How Does the LHb Regulate Reward Prediction and Reward Learning?
The LHb regulates reward prediction and reward learning, in part, through its glutamate projections to the rostromedial tegmental nucleus (RMTg), a brain region that sends inhibitory input to dopamine neurons in the ventral tegmental area (VTA). During negative RPEs, LHb neurons are activated and send excitatory signals to RMTg inhibitory neurons which project to and inhibit dopamine neuron firing (Matsumoto and Hikosaka, 2007; Jhou et al., 2009; Kaufling et al., 2009; Lammel et al., 2012; Figure 1). The LHb’s control over midbrain dopamine neurons is significant because inhibition of dopamine neuron firing is causally associated with negative RPEs and extinction learning (Steinberg et al., 2013; Chang et al., 2016, 2017). Furthermore, LHb activity does not correlate only with negative valence, but also acts as a center for negative RPE (Ullsperger and von Cramon, 2003; Salas et al., 2010; Bromberg-Martin and Hikosaka, 2011), as LHb neurons respond to reward information that is unexpectedly cued, delivered, or denied (Bromberg-Martin and Hikosaka, 2011). Thus, it appears that the LHb receives and processes negative RPE information in much the same way that dopamine neurons process positive RPE signals.
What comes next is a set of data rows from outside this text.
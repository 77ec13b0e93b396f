// ABOUTME: Partner company records that projects can be contracted with

use chrono::{NaiveDate, NaiveDateTime};
use serde::{Deserialize, Serialize};

use crate::resource::Resource;

#[derive(Debug, Clone, PartialEq, Serialize, Deserialize)]
#[serde(rename_all = "camelCase")]
pub struct Partner {
    pub id: i64,
    #[serde(default)]
    pub code: Option<String>,
    pub name: String,
    /// Business registration number, 10 to 12 digits
    pub business_number: String,
    #[serde(default)]
    pub ceo_name: Option<String>,
    #[serde(default)]
    pub is_closed: Option<bool>,
    #[serde(default)]
    pub closed_at: Option<NaiveDate>,
    #[serde(default)]
    pub manager_id: Option<i64>,
    #[serde(default)]
    pub manager_name: Option<String>,
    #[serde(default)]
    pub pm_id: Option<i64>,
    #[serde(default)]
    pub pm_name: Option<String>,
    pub created_at: NaiveDateTime,
    #[serde(default)]
    pub created_by: Option<String>,
    #[serde(default)]
    pub updated_at: Option<NaiveDateTime>,
    #[serde(default)]
    pub updated_by: Option<String>,
}

#[derive(Debug, Clone, PartialEq, Serialize, Deserialize)]
#[serde(rename_all = "camelCase", deny_unknown_fields)]
pub struct PartnerCreateRequest {
    pub name: String,
    pub business_number: String,
    #[serde(default, skip_serializing_if = "Option::is_none")]
    pub ceo_name: Option<String>,
    #[serde(default, skip_serializing_if = "Option::is_none")]
    pub address: Option<String>,
    #[serde(default, skip_serializing_if = "Option::is_none")]
    pub contact_person: Option<String>,
    #[serde(default, skip_serializing_if = "Option::is_none")]
    pub phone_number: Option<String>,
    #[serde(default, skip_serializing_if = "Option::is_none")]
    pub email: Option<String>,
    #[serde(default, skip_serializing_if = "Option::is_none")]
    pub manager_id: Option<i64>,
    #[serde(default, skip_serializing_if = "Option::is_none")]
    pub pm_id: Option<i64>,
}

#[derive(Debug, Clone, Default, PartialEq, Serialize, Deserialize)]
#[serde(rename_all = "camelCase", deny_unknown_fields)]
pub struct PartnerUpdateRequest {
    #[serde(default, skip_serializing_if = "Option::is_none")]
    pub name: Option<String>,
    #[serde(default, skip_serializing_if = "Option::is_none")]
    pub business_number: Option<String>,
    #[serde(default, skip_serializing_if = "Option::is_none")]
    pub ceo_name: Option<String>,
    #[serde(default, skip_serializing_if = "Option::is_none")]
    pub manager_id: Option<i64>,
    #[serde(default, skip_serializing_if = "Option::is_none")]
    pub pm_id: Option<i64>,
    #[serde(default, skip_serializing_if = "Option::is_none")]
    pub is_active: Option<bool>,
}

#[derive(Debug, Clone, Default, PartialEq, Serialize, Deserialize)]
#[serde(rename_all = "camelCase", deny_unknown_fields)]
pub struct PartnerFilter {
    #[serde(default, skip_serializing_if = "Option::is_none")]
    pub is_active: Option<bool>,
    #[serde(default, skip_serializing_if = "Option::is_none")]
    pub search: Option<String>,
}

impl Resource for Partner {
    const PATH: &'static str = "/partners";
    const NAME: &'static str = "partner";

    type Create = PartnerCreateRequest;
    type Update = PartnerUpdateRequest;
    type Filter = PartnerFilter;

    fn id(&self) -> i64 {
        self.id
    }
}
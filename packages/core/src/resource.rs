// ABOUTME: Traits binding an entity record to its REST collection and request records
// ABOUTME: One impl per entity replaces a hand-written client module per entity

use std::fmt::{Debug, Display};

use serde::{de::DeserializeOwned, Serialize};

/// An entity served from a REST collection.
///
/// `PATH` is the collection path relative to the API base URL
/// (`/projects`); item paths are `{PATH}/{id}`.
pub trait Resource: DeserializeOwned + Debug + Clone + Send + Sync + 'static {
    /// Collection path, e.g. `/projects`
    const PATH: &'static str;

    /// Human readable singular name used in messages
    const NAME: &'static str;

    /// Record sent on `POST {PATH}`
    type Create: Serialize + Debug + Send + Sync;

    /// Record sent on `PUT {PATH}/{id}`; absent fields keep the server value
    type Update: Serialize + Debug + Default + Send + Sync;

    /// Entity specific list filters, flattened into the list query string
    type Filter: Serialize + Debug + Default + Clone + PartialEq + Send + Sync + 'static;

    /// Server-assigned surrogate id
    fn id(&self) -> i64;
}

/// An entity with a server-owned status workflow (`PUT {PATH}/{id}/status`)
pub trait StatusResource: Resource {
    type Status: Serialize + DeserializeOwned + Display + Debug + Copy + PartialEq + Send + Sync;

    fn status(&self) -> Self::Status;
}
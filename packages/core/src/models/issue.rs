// ABOUTME: Issue records raised against SRs, specifications and releases

use chrono::{NaiveDate, NaiveDateTime};
use serde::{Deserialize, Serialize};

use crate::resource::Resource;

wire_enum! {
    pub enum IssueType {
        Bug => ("BUG", "Bug"),
        Improvement => ("IMPROVEMENT", "Improvement"),
        NewFeature => ("NEW_FEATURE", "New feature"),
    }
}

wire_enum! {
    pub enum IssuePriority {
        Low => ("LOW", "Low"),
        Medium => ("MEDIUM", "Medium"),
        High => ("HIGH", "High"),
        Critical => ("CRITICAL", "Critical"),
    }
}

wire_enum! {
    pub enum IssueStatus {
        Open => ("OPEN", "Open"),
        InProgress => ("IN_PROGRESS", "In progress"),
        Resolved => ("RESOLVED", "Resolved"),
        Closed => ("CLOSED", "Closed"),
    }
}

#[derive(Debug, Clone, PartialEq, Serialize, Deserialize)]
#[serde(rename_all = "camelCase")]
pub struct Issue {
    pub id: i64,
    pub title: String,
    #[serde(default)]
    pub description: Option<String>,
    #[serde(default)]
    pub issue_type: Option<IssueType>,
    #[serde(default)]
    pub priority: Option<IssuePriority>,
    pub status: IssueStatus,
    #[serde(default)]
    pub project_id: Option<i64>,
    #[serde(default)]
    pub project_name: Option<String>,
    #[serde(default)]
    pub reporter_id: Option<i64>,
    #[serde(default)]
    pub reporter_name: Option<String>,
    #[serde(default)]
    pub assignee_id: Option<i64>,
    #[serde(default)]
    pub assignee_name: Option<String>,
    #[serde(default)]
    pub release_id: Option<i64>,
    #[serde(default)]
    pub release_name: Option<String>,
    #[serde(default)]
    pub due_date: Option<NaiveDate>,
    #[serde(default)]
    pub resolved_at: Option<NaiveDateTime>,
    pub created_at: NaiveDateTime,
    #[serde(default)]
    pub updated_at: Option<NaiveDateTime>,
}

#[derive(Debug, Clone, PartialEq, Serialize, Deserialize)]
#[serde(rename_all = "camelCase", deny_unknown_fields)]
pub struct IssueCreateRequest {
    pub title: String,
    pub content: String,
    #[serde(default, skip_serializing_if = "Option::is_none")]
    pub sr_id: Option<i64>,
    #[serde(default, skip_serializing_if = "Option::is_none")]
    pub spec_id: Option<i64>,
    #[serde(default, skip_serializing_if = "Option::is_none")]
    pub assignee_id: Option<i64>,
    #[serde(default, skip_serializing_if = "Option::is_none")]
    pub reporter_id: Option<i64>,
    #[serde(default, skip_serializing_if = "Option::is_none")]
    pub parent_issue_id: Option<i64>,
}

#[derive(Debug, Clone, Default, PartialEq, Serialize, Deserialize)]
#[serde(rename_all = "camelCase", deny_unknown_fields)]
pub struct IssueUpdateRequest {
    #[serde(default, skip_serializing_if = "Option::is_none")]
    pub title: Option<String>,
    #[serde(default, skip_serializing_if = "Option::is_none")]
    pub description: Option<String>,
    #[serde(default, skip_serializing_if = "Option::is_none")]
    pub issue_type: Option<IssueType>,
    #[serde(default, skip_serializing_if = "Option::is_none")]
    pub priority: Option<IssuePriority>,
    #[serde(default, skip_serializing_if = "Option::is_none")]
    pub status: Option<IssueStatus>,
    #[serde(default, skip_serializing_if = "Option::is_none")]
    pub assignee_id: Option<i64>,
    #[serde(default, skip_serializing_if = "Option::is_none")]
    pub release_id: Option<i64>,
    #[serde(default, skip_serializing_if = "Option::is_none")]
    pub due_date: Option<NaiveDate>,
}

#[derive(Debug, Clone, Default, PartialEq, Serialize, Deserialize)]
#[serde(rename_all = "camelCase", deny_unknown_fields)]
pub struct IssueFilter {
    #[serde(default, skip_serializing_if = "Option::is_none")]
    pub status: Option<IssueStatus>,
    #[serde(default, skip_serializing_if = "Option::is_none")]
    pub priority: Option<IssuePriority>,
    #[serde(default, skip_serializing_if = "Option::is_none")]
    pub issue_type: Option<IssueType>,
    #[serde(default, skip_serializing_if = "Option::is_none")]
    pub project_id: Option<i64>,
    #[serde(default, skip_serializing_if = "Option::is_none")]
    pub assignee_id: Option<i64>,
    #[serde(default, skip_serializing_if = "Option::is_none")]
    pub search: Option<String>,
}

impl Resource for Issue {
    const PATH: &'static str = "/issues";
    const NAME: &'static str = "issue";

    type Create = IssueCreateRequest;
    type Update = IssueUpdateRequest;
    type Filter = IssueFilter;

    fn id(&self) -> i64 {
        self.id
    }
}
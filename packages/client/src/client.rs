//! Entry point bundling one client per collection over a shared transport

use std::sync::Arc;

use itms_core::{
    Approval, Asset, Incident, Issue, Partner, Project, Release, Resource, ServiceRequest,
    Specification, User,
};

use crate::api::{AuthApi, DirectoryApi, ProfileApi};
use crate::auth::{AuthContext, FileTokenStore};
use crate::config::ClientConfig;
use crate::error::ClientResult;
use crate::resource::ResourceClient;
use crate::transport::Transport;

/// Typed access to the whole ITMS backend
#[derive(Clone, Debug)]
pub struct ItmsClient {
    transport: Transport,
}

impl ItmsClient {
    /// Create a client, restoring any token pair saved at `config.token_file`
    pub async fn connect(config: ClientConfig) -> ClientResult<Self> {
        let auth = match &config.token_file {
            Some(path) => AuthContext::restore(Arc::new(FileTokenStore::new(path))).await,
            None => AuthContext::in_memory(),
        };
        Self::with_auth(config, auth)
    }

    /// Create a client around an explicit authentication context
    pub fn with_auth(config: ClientConfig, auth: AuthContext) -> ClientResult<Self> {
        Ok(Self {
            transport: Transport::new(config, auth)?,
        })
    }

    pub fn transport(&self) -> &Transport {
        &self.transport
    }

    pub fn auth_context(&self) -> &AuthContext {
        self.transport.auth()
    }

    /// Client for any collection
    pub fn resource<R: Resource>(&self) -> ResourceClient<R> {
        ResourceClient::new(self.transport.clone())
    }

    pub fn auth(&self) -> AuthApi {
        AuthApi::new(self.transport.clone())
    }

    pub fn profile(&self) -> ProfileApi {
        ProfileApi::new(self.transport.clone())
    }

    pub fn directory(&self) -> DirectoryApi {
        DirectoryApi::new(self.transport.clone())
    }

    pub fn projects(&self) -> ResourceClient<Project> {
        self.resource()
    }

    pub fn service_requests(&self) -> ResourceClient<ServiceRequest> {
        self.resource()
    }

    pub fn specifications(&self) -> ResourceClient<Specification> {
        self.resource()
    }

    pub fn approvals(&self) -> ResourceClient<Approval> {
        self.resource()
    }

    pub fn issues(&self) -> ResourceClient<Issue> {
        self.resource()
    }

    pub fn releases(&self) -> ResourceClient<Release> {
        self.resource()
    }

    pub fn incidents(&self) -> ResourceClient<Incident> {
        self.resource()
    }

    pub fn partners(&self) -> ResourceClient<Partner> {
        self.resource()
    }

    pub fn assets(&self) -> ResourceClient<Asset> {
        self.resource()
    }

    pub fn users(&self) -> ResourceClient<User> {
        self.resource()
    }
}
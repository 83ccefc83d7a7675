use crate::error::{AppError, INVALID_TARGET_MESSAGE};
use once_cell::sync::Lazy;
use regex::Regex;
use serde_json::Value;

/// Request keys that may carry the battle identifier, highest priority first.
const IDENTIFIER_KEYS: &[&str] = &["url", "fightId", "id"];

static BATTLE_URL: Lazy<Regex> = Lazy::new(|| {
    Regex::new(r"^https?://(?:www\.)?battleverse\.cn/battle/([0-9]+)").expect("valid battle url regex")
});

/// Parse a battle id from a bare number, an `@`-prefixed number or a
/// battleverse battle link. Links only need to match from the start.
pub fn extract_fight_id(value: &str) -> Option<u64> {
    let mut value = value.trim();
    if let Some(rest) = value.strip_prefix('@') {
        value = rest.trim();
    }
    if value.is_empty() {
        return None;
    }
    if value.bytes().all(|b| b.is_ascii_digit()) {
        return value.parse().ok();
    }
    BATTLE_URL
        .captures(value)
        .and_then(|caps| caps.get(1))
        .and_then(|m| m.as_str().parse().ok())
}

/// First non-null identifier value in the request body, rendered as text.
pub fn identifier_from_payload(payload: &Value) -> Option<String> {
    IDENTIFIER_KEYS
        .iter()
        .filter_map(|key| payload.get(*key))
        .find(|value| !value.is_null())
        .map(|value| match value {
            Value::String(s) => s.clone(),
            other => other.to_string(),
        })
}

pub fn resolve_fight_id(payload: &Value) -> Result<u64, AppError> {
    identifier_from_payload(payload)
        .as_deref()
        .and_then(extract_fight_id)
        .ok_or_else(|| AppError::BadRequest(INVALID_TARGET_MESSAGE.into()))
}
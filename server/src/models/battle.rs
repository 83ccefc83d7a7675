use serde::{Deserialize, Deserializer, Serialize, Serializer};
use serde_json::Value;

/// A loosely typed scalar as the upstream sends it. Ids and timestamps
/// arrive as either numbers or strings depending on the battle.
#[derive(Debug, Clone, PartialEq, Serialize)]
#[serde(untagged)]
pub enum Scalar {
    Int(i64),
    Float(f64),
    Text(String),
}

impl Default for Scalar {
    fn default() -> Self {
        Scalar::Text(String::new())
    }
}

impl std::fmt::Display for Scalar {
    fn fmt(&self, f: &mut std::fmt::Formatter<'_>) -> std::fmt::Result {
        match self {
            Scalar::Int(n) => write!(f, "{}", n),
            Scalar::Float(n) => write!(f, "{}", n),
            Scalar::Text(s) => f.write_str(s),
        }
    }
}

impl From<&str> for Scalar {
    fn from(s: &str) -> Self {
        Scalar::Text(s.to_string())
    }
}

// Upstream payload (`data` object of the fight item response). Scalars are
// decoded leniently: a mistyped field falls back to its default instead of
// failing the whole battle.

#[derive(Debug, Default, Deserialize)]
#[serde(rename_all = "camelCase", default)]
pub struct RawBattle {
    pub winner_list: Option<Vec<RawCreation>>,
    pub creation_list: Option<Vec<RawCreation>>,
    #[serde(deserialize_with = "lenient_text")]
    pub fight_name_cn: Option<String>,
    #[serde(deserialize_with = "lenient_text")]
    pub fight_desc: Option<String>,
    #[serde(deserialize_with = "lenient_scalar")]
    pub create_time: Option<Scalar>,
    #[serde(deserialize_with = "lenient_scalar")]
    pub end_time: Option<Scalar>,
    #[serde(deserialize_with = "lenient_count")]
    pub fight_user_count: Option<u64>,
}

#[derive(Debug, Default, Deserialize)]
#[serde(rename_all = "camelCase", default)]
pub struct RawCreation {
    #[serde(deserialize_with = "lenient_scalar")]
    pub creation_id: Option<Scalar>,
    #[serde(deserialize_with = "lenient_scalar")]
    pub id: Option<Scalar>,
    #[serde(deserialize_with = "lenient_text")]
    pub user_name: Option<String>,
    pub vote_list: Option<Vec<RawVote>>,
    #[serde(deserialize_with = "lenient_scalar")]
    pub create_time: Option<Scalar>,
    #[serde(deserialize_with = "lenient_text")]
    pub creation_url: Option<String>,
    /// `1` (or `true`) marks a champion entry.
    #[serde(deserialize_with = "lenient_flag")]
    pub winner: bool,
}

#[derive(Debug, Default, Deserialize)]
#[serde(rename_all = "camelCase", default)]
pub struct RawVote {
    #[serde(deserialize_with = "lenient_text")]
    pub user_name: Option<String>,
}

fn lenient_text<'de, D: Deserializer<'de>>(deserializer: D) -> Result<Option<String>, D::Error> {
    Ok(match Value::deserialize(deserializer)? {
        Value::String(s) => Some(s),
        Value::Number(n) => Some(n.to_string()),
        Value::Bool(b) => Some(b.to_string()),
        _ => None,
    })
}

fn lenient_scalar<'de, D: Deserializer<'de>>(deserializer: D) -> Result<Option<Scalar>, D::Error> {
    Ok(match Value::deserialize(deserializer)? {
        Value::String(s) => Some(Scalar::Text(s)),
        Value::Number(n) => match n.as_i64() {
            Some(i) => Some(Scalar::Int(i)),
            None => n.as_f64().map(Scalar::Float),
        },
        _ => None,
    })
}

fn lenient_count<'de, D: Deserializer<'de>>(deserializer: D) -> Result<Option<u64>, D::Error> {
    Ok(match Value::deserialize(deserializer)? {
        Value::Number(n) => n
            .as_u64()
            .or_else(|| n.as_f64().filter(|f| f.fract() == 0.0 && *f >= 0.0).map(|f| f as u64)),
        Value::String(s) => s.trim().parse().ok(),
        _ => None,
    })
}

fn lenient_flag<'de, D: Deserializer<'de>>(deserializer: D) -> Result<bool, D::Error> {
    Ok(match Value::deserialize(deserializer)? {
        Value::Bool(b) => b,
        Value::Number(n) => n.as_f64() == Some(1.0),
        _ => false,
    })
}

// Scored output. Field names follow the keys the battle frontend reads.

#[derive(Debug, Clone, PartialEq, Serialize)]
pub struct Submission {
    #[serde(rename = "作品ID")]
    pub creation_id: Scalar,
    #[serde(rename = "用户名")]
    pub user_name: String,
    #[serde(rename = "投票者")]
    pub voters: Vec<String>,
    #[serde(rename = "创建时间")]
    pub created_at: Scalar,
    #[serde(rename = "作品链接")]
    pub url: String,
    #[serde(rename = "是否冠军", serialize_with = "serialize_yes_no")]
    pub is_champion: bool,
}

#[derive(Debug, Clone, PartialEq, Serialize)]
pub struct ScoredSubmission {
    #[serde(flatten)]
    pub submission: Submission,
    #[serde(rename = "票数")]
    pub votes: usize,
    #[serde(rename = "基础分")]
    pub base_score: f64,
    #[serde(rename = "加分")]
    pub champion_bonus: u32,
    #[serde(flatten)]
    pub judge_bonuses: JudgeBonuses,
    #[serde(rename = "特邀评委总分")]
    pub judge_bonus_total: u32,
    #[serde(rename = "得分")]
    pub final_score: f64,
}

/// Per-judge bonuses in judge-table order, serialized as `<name>加分` keys.
#[derive(Debug, Clone, Default, PartialEq)]
pub struct JudgeBonuses(pub Vec<(&'static str, u32)>);

impl JudgeBonuses {
    #[cfg(test)]
    pub fn get(&self, judge: &str) -> Option<u32> {
        self.0
            .iter()
            .find(|(name, _)| *name == judge)
            .map(|(_, bonus)| *bonus)
    }

    pub fn total(&self) -> u32 {
        self.0.iter().map(|(_, bonus)| bonus).sum()
    }
}

impl Serialize for JudgeBonuses {
    fn serialize<S: Serializer>(&self, serializer: S) -> Result<S::Ok, S::Error> {
        use serde::ser::SerializeMap;
        let mut map = serializer.serialize_map(Some(self.0.len()))?;
        for (name, bonus) in &self.0 {
            map.serialize_entry(&format!("{}加分", name), bonus)?;
        }
        map.end()
    }
}

#[derive(Debug, Clone, PartialEq, Serialize)]
pub struct BattleInfo {
    #[serde(rename = "名称")]
    pub name: String,
    #[serde(rename = "描述")]
    pub description: String,
    #[serde(rename = "创建时间")]
    pub created_at: Scalar,
    #[serde(rename = "结束时间")]
    pub ends_at: Scalar,
    #[serde(rename = "参与用户数")]
    pub participant_count: u64,
}

#[derive(Debug, Clone, PartialEq, Serialize)]
pub struct BattleSummary {
    pub results: Vec<ScoredSubmission>,
    pub total_votes: usize,
    pub total_creations: usize,
    pub winner_count: usize,
    pub battle_info: BattleInfo,
}

/// What the API hands back: the summary plus request-level metadata.
#[derive(Debug, Clone, PartialEq, Serialize)]
pub struct BattleReport {
    #[serde(flatten)]
    pub summary: BattleSummary,
    #[serde(rename = "fightId")]
    pub fight_id: u64,
    pub points_per_vote: f64,
}

fn serialize_yes_no<S: Serializer>(flag: &bool, serializer: S) -> Result<S::Ok, S::Error> {
    serializer.serialize_str(if *flag { "是" } else { "否" })
}
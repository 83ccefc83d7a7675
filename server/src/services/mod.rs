pub mod fetcher;
pub mod report;
pub mod scoring;
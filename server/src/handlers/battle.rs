use crate::error::AppError;
use crate::services::fetcher::BattleSource;
use crate::services::report;
use crate::validation;
use ntex::util::Bytes;
use ntex::web::{self, HttpResponse};
use serde_json::Value;
use std::sync::Arc;

pub type SharedSource = Arc<dyn BattleSource>;

pub async fn score_battle(
    source: web::types::State<SharedSource>,
    body: Bytes,
) -> Result<HttpResponse, AppError> {
    let payload = parse_body(&body)?;
    let fight_id = validation::resolve_fight_id(&payload).inspect_err(|_| {
        tracing::warn!(payload = %payload, "no battle identifier in request");
    })?;

    let report = report::fetch_and_score(&**source, fight_id)
        .await
        .inspect_err(|err| tracing::warn!(fight_id, error = %err, "battle request failed"))?;

    tracing::info!(
        fight_id,
        total_votes = report.summary.total_votes,
        total_creations = report.summary.total_creations,
        "battle scored"
    );
    Ok(HttpResponse::Ok().json(&serde_json::json!({
        "success": true,
        "data": report,
    })))
}

/// An empty body reads as `{}`; anything else must be valid JSON.
fn parse_body(body: &[u8]) -> Result<Value, AppError> {
    if body.iter().all(u8::is_ascii_whitespace) {
        return Ok(Value::Object(Default::default()));
    }
    Ok(serde_json::from_slice(body)?)
}
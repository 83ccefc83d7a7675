mod config;
mod error;
mod handlers;
mod models;
mod services;
mod validation;

use anyhow::bail;
use clap::{Parser, Subcommand};
use config::ServerConfig;
use error::AppError;
use handlers::battle::SharedSource;
use ntex::http::Method;
use ntex::web;
use services::fetcher::HttpBattleSource;
use std::path::PathBuf;
use std::sync::Arc;
use tracing_subscriber::EnvFilter;

#[derive(Subcommand, Debug)]
enum Commands {
    /// Run the HTTP API (default if no subcommand)
    Serve,
    /// Fetch and score one battle, printing the ranking
    Score {
        /// Battle id, `@id` or a battleverse battle link
        target: String,

        /// Number of ranked results to print
        #[arg(long, default_value_t = 10)]
        top: usize,

        /// Save the full report as JSON (defaults to a timestamped file name)
        #[arg(long)]
        save: Option<Option<PathBuf>>,
    },
}

#[derive(Parser, Debug)]
#[command(name = "battle-score")]
#[command(about = "Battle vote scoring service", long_about = None)]
#[command(version)]
struct Cli {
    #[command(subcommand)]
    command: Option<Commands>,
}

#[ntex::main]
async fn main() -> anyhow::Result<()> {
    init_tracing(std::env::var("RUST_LOG").ok().as_deref());
    let cli = Cli::parse();
    let config = ServerConfig::from_env();

    match cli.command.unwrap_or(Commands::Serve) {
        Commands::Serve => serve(config).await,
        Commands::Score { target, top, save } => score(config, &target, top, save).await,
    }
}

fn init_tracing(log_override: Option<&str>) {
    let filter = config::resolve_log_filter(log_override);
    let env_filter = EnvFilter::try_new(filter).unwrap_or_else(|_| EnvFilter::new("info"));
    let _ = tracing_subscriber::fmt()
        .with_env_filter(env_filter)
        .with_target(false)
        .try_init();
}

async fn serve(config: ServerConfig) -> anyhow::Result<()> {
    let http_source = HttpBattleSource::from_config(&config)?;
    let bind_addr = config.bind_addr();
    tracing::info!(
        bind_addr = %bind_addr,
        endpoint = %http_source.endpoint(),
        timeout_secs = config.fetch_timeout.as_secs(),
        "battle score server starting"
    );

    let source: SharedSource = Arc::new(http_source);

    web::HttpServer::new(move || {
        web::App::new()
            .state(source.clone())
            .wrap(cors_headers())
            .configure(routes)
            .default_service(web::route().to(fallback))
    })
    .bind(bind_addr)?
    .run()
    .await?;
    Ok(())
}

async fn score(
    config: ServerConfig,
    target: &str,
    top: usize,
    save: Option<Option<PathBuf>>,
) -> anyhow::Result<()> {
    let Some(fight_id) = validation::extract_fight_id(target) else {
        bail!("{}", error::INVALID_TARGET_MESSAGE);
    };
    let source = HttpBattleSource::from_config(&config)?;
    let report = services::report::fetch_and_score(&source, fight_id)
        .await
        .map_err(|e| anyhow::anyhow!("{}", e.client_message()))?;

    print!("{}", services::report::render_summary(&report, top));

    if let Some(path) = save {
        let path = path.unwrap_or_else(|| services::report::snapshot_filename(fight_id));
        services::report::save_snapshot(&report, &path).await?;
        println!("JSON 已保存: {}", path.display());
    }
    Ok(())
}

// ntex-cors only answers requests that carry an Origin header; every response here needs `*`.
fn cors_headers() -> web::middleware::DefaultHeaders {
    web::middleware::DefaultHeaders::new()
        .header("Access-Control-Allow-Origin", "*")
        .header("Access-Control-Allow-Methods", "POST, OPTIONS")
        .header("Access-Control-Allow-Headers", "Content-Type")
}

fn routes(cfg: &mut web::ServiceConfig) {
    cfg.service(
        web::resource("/")
            .route(web::get().to(health))
            .route(web::method(Method::OPTIONS).to(preflight))
            .default_service(web::route().to(fallback)),
    );
    cfg.service(
        web::resource("/api/battle")
            .route(web::get().to(health))
            .route(web::post().to(handlers::battle::score_battle))
            .route(web::method(Method::OPTIONS).to(preflight)),
    );
    cfg.service(
        web::resource("/api/battle/{tail}*")
            .route(web::get().to(health))
            .route(web::post().to(handlers::battle::score_battle))
            .route(web::method(Method::OPTIONS).to(preflight)),
    );
}

async fn health() -> web::HttpResponse {
    web::HttpResponse::Ok().json(&serde_json::json!({ "ok": true }))
}

async fn preflight() -> web::HttpResponse {
    web::HttpResponse::NoContent().finish()
}

async fn fallback(req: web::HttpRequest) -> Result<web::HttpResponse, AppError> {
    if *req.method() == Method::OPTIONS {
        Ok(preflight().await)
    } else {
        Err(AppError::NotFound)
    }
}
Based on the LHb’s role in processing negative RPE signals, it follows that LHb activity is critically involved in learning and memory processes that are associated with avoidance behaviors (Stamatakis and Stuber, 2012). As discussed earlier, the LHb regulates reward prediction through its glutamate projections to the RMTg. In addition, the LHb sends direct glutamate projections to the VTA, which, when activated, promote avoidance behaviors (Lammel et al., 2012). Light stimulation of LHb neurons that project directly to the VTA causes strong conditioned place aversion, with evidence suggesting that VTA neurons receiving direct excitatory connections from the LHb preferentially project to the medial prefrontal cortex (Lammel et al., 2012). Since a subpopulation of VTA dopamine neurons are activated during exposure to noxious stimuli (Brischoux et al., 2009; Bromberg-Martin et al., 2010), these results suggest that the LHb may promote aversive behaviors through neurocircuit pathways that include specific subpopulations of dopamine neurons.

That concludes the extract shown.